A three-species model explaining cyclic dominance of pacific salmon

TL;DR

This paper presents a mathematical model explaining the cyclic dominance of Pacific salmon, specifically sockeye, as a stable dynamical attractor caused by a resonance near a bifurcation, accounting for observed population oscillations.

Contribution

It introduces a novel dynamical systems model that explains salmon population cycles as a resonance phenomenon, linking biological observations to mathematical bifurcation theory.

Findings

Oscillations explained as a stable attractor near a Neimark Sacker bifurcation

Model reproduces empirical salmon abundance sequences

Explains why oscillations occur only in certain salmon stocks

Abstract

The four-year oscillations of the number of spawning sockeye salmon (Oncorhynchus nerka) that return to their native stream within the Fraser River basin in Canada are a striking example of population oscillations. The period of the oscillation corresponds to the dominant generation time of these fish.

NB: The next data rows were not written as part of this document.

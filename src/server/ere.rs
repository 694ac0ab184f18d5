//! POSIX extended regular expressions from the C library.
//!
//! `regcomp`/`regexec` give leftmost-longest matching and backreferences.
//! The subject is passed as a C string, so matching stops at the first NUL.

#![allow(unsafe_code)]

use crate::protocol::CAPTURE_REGISTERS;
use std::ffi::{CStr, CString, c_int};
use std::fmt;
use std::mem::MaybeUninit;
use std::ops::Range;
use thiserror::Error;
use tracing::warn;

/// A pattern `regcomp` refused, with its message.
#[derive(Debug, Clone, PartialEq, Eq, Error)]
#[error("{0}")]
pub struct EreError(String);

/// Spans of the whole match and each group; `None` where a group did not
/// take part.
pub type Spans = [Option<Range<usize>>; CAPTURE_REGISTERS];

/// A compiled extended regex.
pub struct Ere {
    raw: Box<libc::regex_t>,
    pattern: String,
}

// SAFETY: the compiled program is heap state owned by this value alone and
// freed once in `drop`. POSIX requires `regexec` to be thread-safe on a
// shared, already compiled pattern.
unsafe impl Send for Ere {}
unsafe impl Sync for Ere {}

impl Ere {
    pub fn compile(pattern: &[u8], ignore_case: bool) -> Result<Self, EreError> {
        let source =
            CString::new(pattern).map_err(|_| EreError("pattern contains a NUL byte".into()))?;
        let mut flags = libc::REG_EXTENDED;
        if ignore_case {
            flags |= libc::REG_ICASE;
        }

        let mut raw = Box::new(MaybeUninit::<libc::regex_t>::uninit());
        // SAFETY: `raw` is storage for one regex_t and `source` is NUL-terminated.
        let code = unsafe { libc::regcomp(raw.as_mut_ptr(), source.as_ptr(), flags) };
        if code != 0 {
            return Err(EreError(describe(code)));
        }
        // SAFETY: regcomp returned 0, so it initialized the struct.
        let raw = unsafe { raw.assume_init() };

        Ok(Self {
            raw,
            pattern: String::from_utf8_lossy(pattern).into_owned(),
        })
    }

    /// Search `haystack` for the leftmost-longest match.
    #[must_use]
    pub fn exec(&self, haystack: &[u8]) -> Option<Spans> {
        let mut subject = Vec::with_capacity(haystack.len() + 1);
        subject.extend_from_slice(haystack);
        subject.push(0);

        let mut slots = [libc::regmatch_t { rm_so: -1, rm_eo: -1 }; CAPTURE_REGISTERS];
        // SAFETY: `subject` is NUL-terminated and `slots` holds `slots.len()` entries.
        let code = unsafe {
            libc::regexec(
                &raw const *self.raw,
                subject.as_ptr().cast(),
                slots.len(),
                slots.as_mut_ptr(),
                0,
            )
        };
        if code != 0 {
            if code != libc::REG_NOMATCH {
                warn!(pattern = %self.pattern, error = %describe(code), "regexec failed");
            }
            return None;
        }

        Some(slots.map(|m| {
            let start = usize::try_from(m.rm_so).ok()?;
            let end = usize::try_from(m.rm_eo).ok()?;
            Some(start..end)
        }))
    }
}

impl Drop for Ere {
    fn drop(&mut self) {
        // SAFETY: compiled by regcomp in `compile` and freed only here.
        unsafe { libc::regfree(&raw mut *self.raw) };
    }
}

impl fmt::Debug for Ere {
    fn fmt(&self, f: &mut fmt::Formatter<'_>) -> fmt::Result {
        f.debug_struct("Ere").field("pattern", &self.pattern).finish()
    }
}

fn describe(code: c_int) -> String {
    let mut buf = [0u8; 128];
    // SAFETY: regerror writes at most `buf.len()` bytes, NUL included, and
    // does not read the pattern argument.
    unsafe { libc::regerror(code, std::ptr::null(), buf.as_mut_ptr().cast(), buf.len()) };
    CStr::from_bytes_until_nul(&buf).map_or_else(
        |_| format!("regex error {code}"),
        |s| s.to_string_lossy().into_owned(),
    )
}

#[cfg(test)]
mod tests {
    use super::*;

    fn spans(pattern: &str, haystack: &str) -> Option<Spans> {
        Ere::compile(pattern.as_bytes(), false).unwrap().exec(haystack.as_bytes())
    }

    #[test]
    fn test_backreference() {
        let m = spans(r"(ab)\1", "xxababyy").unwrap();
        assert_eq!(m[0], Some(2..6));
        assert_eq!(m[1], Some(2..4));
        assert!(spans(r"(ab)\1", "abac").is_none());
    }

    #[test]
    fn test_leftmost_longest() {
        let m = spans("(a|ab)", "abc").unwrap();
        assert_eq!(m[0], Some(0..2));
        assert_eq!(m[1], Some(0..2));
    }

    #[test]
    fn test_unused_groups_are_none() {
        let m = spans("(x)|(y)", "y").unwrap();
        assert_eq!(m[1], None);
        assert_eq!(m[2], Some(0..1));
        assert_eq!(m[9], None);
    }

    #[test]
    fn test_stops_at_nul() {
        let re = Ere::compile(b"b", false).unwrap();
        assert!(re.exec(b"a\0b").is_none());
    }

    #[test]
    fn test_compile_error_message() {
        let err = Ere::compile(b"a(", false).unwrap_err();
        assert!(!err.to_string().is_empty());
        assert!(Ere::compile(b"a\0", false).is_err());
    }
}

Various - not fully convincing - explanations for these oscillations have been proposed, including stochastic influences, depensatory fishing, or genetic effects. Here, we show that the oscillations can be explained as a stable dynamical attractor of the population dynamics, resulting from a strong resonance near a Neimark Sacker bifurcation. This explains not only the long-term persistence of these oscillations, but also reproduces correctly the empirical sequence of salmon abundance within one period of the oscillations. Furthermore, it explains the observation that these oscillations occur only in sockeye stocks originating from large oligotrophic lakes, and that they are usually not observed in salmon species that have a longer generation time.